→ Problem
Extract every entry word for word.

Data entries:

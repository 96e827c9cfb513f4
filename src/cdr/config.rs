// src/cdr/config.rs

//! Configuration surface shared by the circuit generators.

use crate::core::CdrError;
use crate::core::constants::{DEFAULT_SIGMA_REPLACE, DEFAULT_SIGMA_SELECT};
use rand::SeedableRng;
use rand::rngs::StdRng;
use std::fmt;
use std::str::FromStr;

/// How the non-Clifford operations that get replaced are chosen.
#[derive(Debug, Clone, Copy, PartialEq, Eq, Hash, Default)]
pub enum SelectMethod {
    /// Every candidate is equally likely.
    #[default]
    Uniform,
    /// Candidates close to a Clifford angle are more likely.
    Gaussian,
}

/// How a selected operation's Clifford replacement is chosen.
#[derive(Debug, Clone, Copy, PartialEq, Eq, Hash, Default)]
pub enum ReplaceMethod {
    /// Any of the four Clifford angles, uniformly.
    Uniform,
    /// Clifford angle drawn with a Gaussian kernel around the original angle.
    Gaussian,
    /// The nearest Clifford angle; exact ties are broken at random.
    #[default]
    Closest,
}

impl FromStr for SelectMethod {
    type Err = CdrError;

    fn from_str(s: &str) -> Result<Self, Self::Err> {
        match s {
            "uniform" => Ok(SelectMethod::Uniform),
            "gaussian" => Ok(SelectMethod::Gaussian),
            _ => Err(CdrError::InvalidMethod {
                option: "method_select",
                value: s.to_string(),
                expected: "'uniform', 'gaussian'",
            }),
        }
    }
}

impl FromStr for ReplaceMethod {
    type Err = CdrError;

    fn from_str(s: &str) -> Result<Self, Self::Err> {
        match s {
            "uniform" => Ok(ReplaceMethod::Uniform),
            "gaussian" => Ok(ReplaceMethod::Gaussian),
            "closest" => Ok(ReplaceMethod::Closest),
            _ => Err(CdrError::InvalidMethod {
                option: "method_replace",
                value: s.to_string(),
                expected: "'uniform', 'gaussian', 'closest'",
            }),
        }
    }
}

impl fmt::Display for SelectMethod {
    fn fmt(&self, f: &mut fmt::Formatter<'_>) -> fmt::Result {
        match self {
            SelectMethod::Uniform => write!(f, "uniform"),
            SelectMethod::Gaussian => write!(f, "gaussian"),
        }
    }
}

impl fmt::Display for ReplaceMethod {
    fn fmt(&self, f: &mut fmt::Formatter<'_>) -> fmt::Result {
        match self {
            ReplaceMethod::Uniform => write!(f, "uniform"),
            ReplaceMethod::Gaussian => write!(f, "gaussian"),
            ReplaceMethod::Closest => write!(f, "closest"),
        }
    }
}

/// Source of randomness handed to a generator. It is turned into an owned
/// [`StdRng`] when the generator is constructed.
#[derive(Debug, Clone, Default)]
pub enum RandomState {
    /// Seed from the operating system.
    #[default]
    Entropy,
    /// Deterministic seed.
    Seed(u64),
    /// An already running generator; its current state is taken over.
    Generator(StdRng),
}

impl RandomState {
    pub(crate) fn into_rng(self) -> StdRng {
        match self {
            RandomState::Entropy => StdRng::from_os_rng(),
            RandomState::Seed(seed) => StdRng::seed_from_u64(seed),
            RandomState::Generator(rng) => rng,
        }
    }
}

impl From<u64> for RandomState {
    fn from(seed: u64) -> Self {
        RandomState::Seed(seed)
    }
}

impl From<StdRng> for RandomState {
    fn from(rng: StdRng) -> Self {
        RandomState::Generator(rng)
    }
}

/// Options of the near-Clifford mapper and the random source.
#[derive(Debug, Clone)]
pub struct GeneratorConfig {
    /// Approximate fraction of the non-Clifford operations left untouched
    /// in every generated circuit.
    pub fraction_non_clifford: f64,
    /// Selection policy.
    pub method_select: SelectMethod,
    /// Replacement policy.
    pub method_replace: ReplaceMethod,
    /// Kernel width for [`SelectMethod::Gaussian`].
    pub sigma_select: f64,
    /// Kernel width for [`ReplaceMethod::Gaussian`].
    pub sigma_replace: f64,
    /// Random source.
    pub random_state: RandomState,
}

impl Default for GeneratorConfig {
    fn default() -> Self {
        Self {
            fraction_non_clifford: 0.0,
            method_select: SelectMethod::Uniform,
            method_replace: ReplaceMethod::Closest,
            sigma_select: DEFAULT_SIGMA_SELECT,
            sigma_replace: DEFAULT_SIGMA_REPLACE,
            random_state: RandomState::Entropy,
        }
    }
}

impl GeneratorConfig {
    /// Create a new configuration with default settings.
    pub fn new() -> Self {
        Self::default()
    }

    /// Keep roughly this fraction of non-Clifford operations unchanged.
    pub fn with_fraction_non_clifford(mut self, fraction: f64) -> Self {
        self.fraction_non_clifford = fraction;
        self
    }

    /// Set the selection policy.
    pub fn with_method_select(mut self, method: SelectMethod) -> Self {
        self.method_select = method;
        self
    }

    /// Set the replacement policy.
    pub fn with_method_replace(mut self, method: ReplaceMethod) -> Self {
        self.method_replace = method;
        self
    }

    /// Set both policies from their names, failing on unknown names.
    pub fn with_method_names(mut self, select: &str, replace: &str) -> Result<Self, CdrError> {
        self.method_select = select.parse()?;
        self.method_replace = replace.parse()?;
        Ok(self)
    }

    /// Set the gaussian kernel widths.
    pub fn with_sigmas(mut self, sigma_select: f64, sigma_replace: f64) -> Self {
        self.sigma_select = sigma_select;
        self.sigma_replace = sigma_replace;
        self
    }

    /// Use a deterministic seed.
    pub fn with_seed(mut self, seed: u64) -> Self {
        self.random_state = RandomState::Seed(seed);
        self
    }

    /// Continue from an existing generator.
    pub fn with_rng(mut self, rng: StdRng) -> Self {
        self.random_state = RandomState::Generator(rng);
        self
    }

    /// Checks numeric options.
    pub fn validate(&self) -> Result<(), CdrError> {
        if !(0.0..=1.0).contains(&self.fraction_non_clifford) {
            return Err(CdrError::InvalidFraction(self.fraction_non_clifford));
        }
        validate_sigma("sigma_select", self.sigma_select)?;
        validate_sigma("sigma_replace", self.sigma_replace)
    }
}

fn validate_sigma(name: &'static str, value: f64) -> Result<(), CdrError> {
    if value.is_finite() && value > 0.0 {
        Ok(())
    } else {
        Err(CdrError::InvalidSigma { name, value })
    }
}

→ Solution for this task
repository 96e827c9cfb513f4
filename src/cdr/config.rs
// src/cdr/config.rs

//! Configuration surface shared by the circuit generators.

use crate::core::CdrError;
use crate::core::constants::{DEFAULT_SIGMA_REPLACE, DEFAULT_SIGMA_SELECT};
use rand::SeedableRng;
use rand::rngs::StdRng;
use std::fmt;
use std::str::FromStr;

/// How the non-Clifford operations that get replaced are chosen.
#[derive(Debug, Clone, Copy, PartialEq, Eq, Hash, Default)]
pub enum SelectMethod {
    /// Every candidate is equally likely.
    #[default]
    Uniform,
    /// Candidates close to a Clifford angle are more likely.
    Gaussian,
}

/// How a selected operation's Clifford replacement is chosen.
#[derive(Debug, Clone, Copy, PartialEq, Eq, Hash, Default)]
pub enum ReplaceMethod {
    /// Any of the four Clifford angles, uniformly.
    Uniform,
    /// Clifford angle drawn with a Gaussian kernel around the original angle.
    Gaussian,
    /// The nearest Clifford angle; exact ties are broken at random.
    #[default]
    Closest,
}

impl FromStr for SelectMethod {
    type Err = CdrError;

    fn from_str(s: &str) -> Result<Self, Self::Err> {
        match s {
            "uniform" => Ok(SelectMethod::Uniform),
            "gaussian" => Ok(SelectMethod::Gaussian),
            _ => Err(CdrError::InvalidMethod {
                option: "method_select",
                value: s.to_string(),
                expected: "'uniform', 'gaussian'",
            }),
        }
    }
}

impl FromStr for ReplaceMethod {
    type Err = CdrError;

    fn from_str(s: &str) -> Result<Self, Self::Err> {
        match s {
            "uniform" => Ok(ReplaceMethod::Uniform),
            "gaussian" => Ok(ReplaceMethod::Gaussian),
            "closest" => Ok(ReplaceMethod::Closest),
            _ => Err(CdrError::InvalidMethod {
                option: "method_replace",
                value: s.to_string(),
                expected: "'uniform', 'gaussian', 'closest'",
            }),
        }
    }
}

impl fmt::Display for SelectMethod {
    fn fmt(&self, f: &mut fmt::Formatter<'_>) -> fmt::Result {
        match self {
            SelectMethod::Uniform => write!(f, "uniform"),
            SelectMethod::Gaussian => write!(f, "gaussian"),
        }
    }
}

impl fmt::Display for ReplaceMethod {
    fn fmt(&self, f: &mut fmt::Formatter<'_>) -> fmt::Result {
        match self {
            ReplaceMethod::Uniform => write!(f, "uniform"),
            ReplaceMethod::Gaussian => write!(f, "gaussian"),
            ReplaceMethod::Closest => write!(f, "closest"),
        }
    }
}

/// Source of randomness handed to a generator. It is turned into an owned
/// [`StdRng`] when the generator is constructed.
#[derive(Debug, Clone, Default)]
pub enum RandomState {
    /// Seed from the operating system.
    #[default]
    Entropy,
    /// Deterministic seed.
    Seed(u64),
    /// An already running generator; its current state is taken over.
    Generator(StdRng),
}

impl RandomState {
    pub(crate) fn into_rng(self) -> StdRng {
        match self {
            RandomState::Entropy => StdRng::from_os_rng(),
            RandomState::Seed(seed) => StdRng::seed_from_u64(seed),
            RandomState::Generator(rng) => rng,
        }
    }
}

impl From<u64> for RandomState {
    fn from(seed: u64) -> Self {
        RandomState::Seed(seed)
    }
}

impl From<StdRng> for RandomState {
    fn from(rng: StdRng) -> Self {
        RandomState::Generator(rng)
    }
}

/// Options of the near-Clifford mapper and the random source.
#[derive(Debug, Clone)]
pub struct GeneratorConfig {
    /// Approximate fraction of the non-Clifford operations left untouched
    /// in every generated circuit.
    pub fraction_non_clifford: f64,
    /// Selection policy.
    pub method_select: SelectMethod,
    /// Replacement policy.
    pub method_replace: ReplaceMethod,
    /// Kernel width for [`SelectMethod::Gaussian`].
    pub sigma_select: f64,
    /// Kernel width for [`ReplaceMethod::Gaussian`].
    pub sigma_replace: f64,
    /// Random source.
    pub random_state: RandomState,
}

impl Default for GeneratorConfig {
    fn default() -> Self {
        Self {
            fraction_non_clifford: 0.0,
            method_select: SelectMethod::Uniform,
            method_replace: ReplaceMethod::Closest,
            sigma_select: DEFAULT_SIGMA_SELECT,
            sigma_replace: DEFAULT_SIGMA_REPLACE,
            random_state: RandomState::Entropy,
        }
    }
}

impl GeneratorConfig {
    /// Create a new configuration with default settings.
    pub fn new() -> Self {
        Self::default()
    }

    /// Keep roughly this fraction of non-Clifford operations unchanged.
    pub fn with_fraction_non_clifford(mut self, fraction: f64) -> Self {
        self.fraction_non_clifford = fraction;
        self
    }

    /// Set the selection policy.
    pub fn with_method_select(mut self, method: SelectMethod) -> Self {
        self.method_select = method;
        self
    }

    /// Set the replacement policy.
    pub fn with_method_replace(mut self, method: ReplaceMethod) -> Self {
        self.method_replace = method;
        self
    }

    /// Set both policies from their names, failing on unknown names.
    pub fn with_method_names(mut self, select: &str, replace: &str) -> Result<Self, CdrError> {
        self.method_select = select.parse()?;
        self.method_replace = replace.parse()?;
        Ok(self)
    }

    /// Set the gaussian kernel widths.
    pub fn with_sigmas(mut self, sigma_select: f64, sigma_replace: f64) -> Self {
        self.sigma_select = sigma_select;
        self.sigma_replace = sigma_replace;
        self
    }

    /// Use a deterministic seed.
    pub fn with_seed(mut self, seed: u64) -> Self {
        self.random_state = RandomState::Seed(seed);
        self
    }

    /// Continue from an existing generator.
    pub fn with_rng(mut self, rng: StdRng) -> Self {
        self.random_state = RandomState::Generator(rng);
        self
    }

    /// Checks numeric options.
    pub fn validate(&self) -> Result<(), CdrError> {
        if !(0.0..=1.0).contains(&self.fraction_non_clifford) {
            return Err(CdrError::InvalidFraction(self.fraction_non_clifford));
        }
        validate_sigma("sigma_select", self.sigma_select)?;
        validate_sigma("sigma_replace", self.sigma_replace)
    }
}

fn validate_sigma(name: &'static str, value: f64) -> Result<(), CdrError> {
    if value.is_finite() && value > 0.0 {
        Ok(())
    } else {
        Err(CdrError::InvalidSigma { name, value })
    }
}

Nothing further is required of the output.